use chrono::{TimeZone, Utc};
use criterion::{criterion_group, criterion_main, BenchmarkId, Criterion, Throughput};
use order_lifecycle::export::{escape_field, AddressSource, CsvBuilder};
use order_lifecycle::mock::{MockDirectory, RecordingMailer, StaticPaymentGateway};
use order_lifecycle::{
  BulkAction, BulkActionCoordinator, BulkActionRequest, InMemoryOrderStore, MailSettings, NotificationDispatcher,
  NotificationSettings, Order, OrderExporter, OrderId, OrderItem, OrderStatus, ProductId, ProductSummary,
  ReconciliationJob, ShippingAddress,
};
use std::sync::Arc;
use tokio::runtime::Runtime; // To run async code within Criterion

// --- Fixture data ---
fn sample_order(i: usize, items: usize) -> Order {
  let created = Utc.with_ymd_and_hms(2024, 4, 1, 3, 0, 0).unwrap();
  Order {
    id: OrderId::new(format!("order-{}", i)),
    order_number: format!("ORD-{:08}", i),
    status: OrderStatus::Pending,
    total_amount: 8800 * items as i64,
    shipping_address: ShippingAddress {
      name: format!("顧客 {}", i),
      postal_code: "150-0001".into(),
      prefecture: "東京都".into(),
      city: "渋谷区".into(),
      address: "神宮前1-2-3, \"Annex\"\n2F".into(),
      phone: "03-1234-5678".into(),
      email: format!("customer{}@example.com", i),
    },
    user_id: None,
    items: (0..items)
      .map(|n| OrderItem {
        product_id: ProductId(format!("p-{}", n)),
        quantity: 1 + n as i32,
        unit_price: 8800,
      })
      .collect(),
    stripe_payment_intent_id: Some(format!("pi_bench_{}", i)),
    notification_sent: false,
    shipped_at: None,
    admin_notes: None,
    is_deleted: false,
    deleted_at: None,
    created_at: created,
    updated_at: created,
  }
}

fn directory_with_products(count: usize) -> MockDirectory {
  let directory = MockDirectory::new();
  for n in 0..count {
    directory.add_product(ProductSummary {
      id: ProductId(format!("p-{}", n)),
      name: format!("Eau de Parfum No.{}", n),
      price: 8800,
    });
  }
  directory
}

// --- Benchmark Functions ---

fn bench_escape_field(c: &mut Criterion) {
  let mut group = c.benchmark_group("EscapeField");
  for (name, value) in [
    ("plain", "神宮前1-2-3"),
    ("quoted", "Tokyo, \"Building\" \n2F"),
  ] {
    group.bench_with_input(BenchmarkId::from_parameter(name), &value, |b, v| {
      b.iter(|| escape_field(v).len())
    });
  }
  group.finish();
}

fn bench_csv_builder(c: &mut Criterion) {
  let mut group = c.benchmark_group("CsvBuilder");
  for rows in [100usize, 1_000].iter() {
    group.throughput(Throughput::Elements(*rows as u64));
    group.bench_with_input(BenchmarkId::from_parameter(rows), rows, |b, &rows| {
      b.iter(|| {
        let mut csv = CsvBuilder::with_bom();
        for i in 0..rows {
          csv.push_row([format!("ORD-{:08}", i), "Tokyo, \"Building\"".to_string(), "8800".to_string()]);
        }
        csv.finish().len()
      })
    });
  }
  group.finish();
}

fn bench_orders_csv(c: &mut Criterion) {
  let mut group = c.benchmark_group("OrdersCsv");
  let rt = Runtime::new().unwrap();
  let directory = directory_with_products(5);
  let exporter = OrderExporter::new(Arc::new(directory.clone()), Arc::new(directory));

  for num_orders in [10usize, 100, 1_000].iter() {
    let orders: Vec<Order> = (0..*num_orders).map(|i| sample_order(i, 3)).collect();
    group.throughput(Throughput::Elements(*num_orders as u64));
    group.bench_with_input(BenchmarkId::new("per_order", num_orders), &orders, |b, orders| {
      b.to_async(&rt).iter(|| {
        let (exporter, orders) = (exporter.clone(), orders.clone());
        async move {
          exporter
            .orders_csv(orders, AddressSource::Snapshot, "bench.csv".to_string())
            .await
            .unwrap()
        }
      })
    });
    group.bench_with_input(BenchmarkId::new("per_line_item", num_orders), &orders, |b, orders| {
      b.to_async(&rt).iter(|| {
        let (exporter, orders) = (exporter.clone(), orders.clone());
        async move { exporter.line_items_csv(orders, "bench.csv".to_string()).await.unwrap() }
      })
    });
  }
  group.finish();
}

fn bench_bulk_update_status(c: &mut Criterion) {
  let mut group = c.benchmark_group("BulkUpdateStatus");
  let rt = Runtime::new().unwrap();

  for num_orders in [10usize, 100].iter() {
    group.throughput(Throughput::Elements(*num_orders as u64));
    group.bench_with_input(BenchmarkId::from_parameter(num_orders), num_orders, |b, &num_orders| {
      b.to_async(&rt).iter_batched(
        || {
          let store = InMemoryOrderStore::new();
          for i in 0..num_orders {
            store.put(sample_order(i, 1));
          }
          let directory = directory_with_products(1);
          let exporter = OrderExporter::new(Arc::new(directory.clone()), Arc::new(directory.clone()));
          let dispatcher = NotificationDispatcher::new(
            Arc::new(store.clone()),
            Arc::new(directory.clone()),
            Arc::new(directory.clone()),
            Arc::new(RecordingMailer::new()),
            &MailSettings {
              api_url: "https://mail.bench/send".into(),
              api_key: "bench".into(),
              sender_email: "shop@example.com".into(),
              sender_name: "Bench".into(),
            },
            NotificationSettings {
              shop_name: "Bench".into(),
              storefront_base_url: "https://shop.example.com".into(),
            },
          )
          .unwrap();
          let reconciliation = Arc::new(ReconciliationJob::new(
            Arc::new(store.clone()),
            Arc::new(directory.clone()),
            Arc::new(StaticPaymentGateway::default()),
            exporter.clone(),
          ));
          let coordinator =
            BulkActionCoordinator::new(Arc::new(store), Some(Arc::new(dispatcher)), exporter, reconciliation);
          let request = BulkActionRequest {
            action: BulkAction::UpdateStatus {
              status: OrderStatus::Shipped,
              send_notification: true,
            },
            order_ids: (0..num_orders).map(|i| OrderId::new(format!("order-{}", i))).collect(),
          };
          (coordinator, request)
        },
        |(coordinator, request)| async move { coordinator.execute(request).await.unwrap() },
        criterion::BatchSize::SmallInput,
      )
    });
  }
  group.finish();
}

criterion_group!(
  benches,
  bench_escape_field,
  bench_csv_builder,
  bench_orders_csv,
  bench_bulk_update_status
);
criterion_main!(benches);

◆ **WHAT IS BEING ASKED**: Count up the lines in the entries that hold "CsvBuilder", and respond with that count and no other text.

◆ **EXERCISE SOLUTION**: 3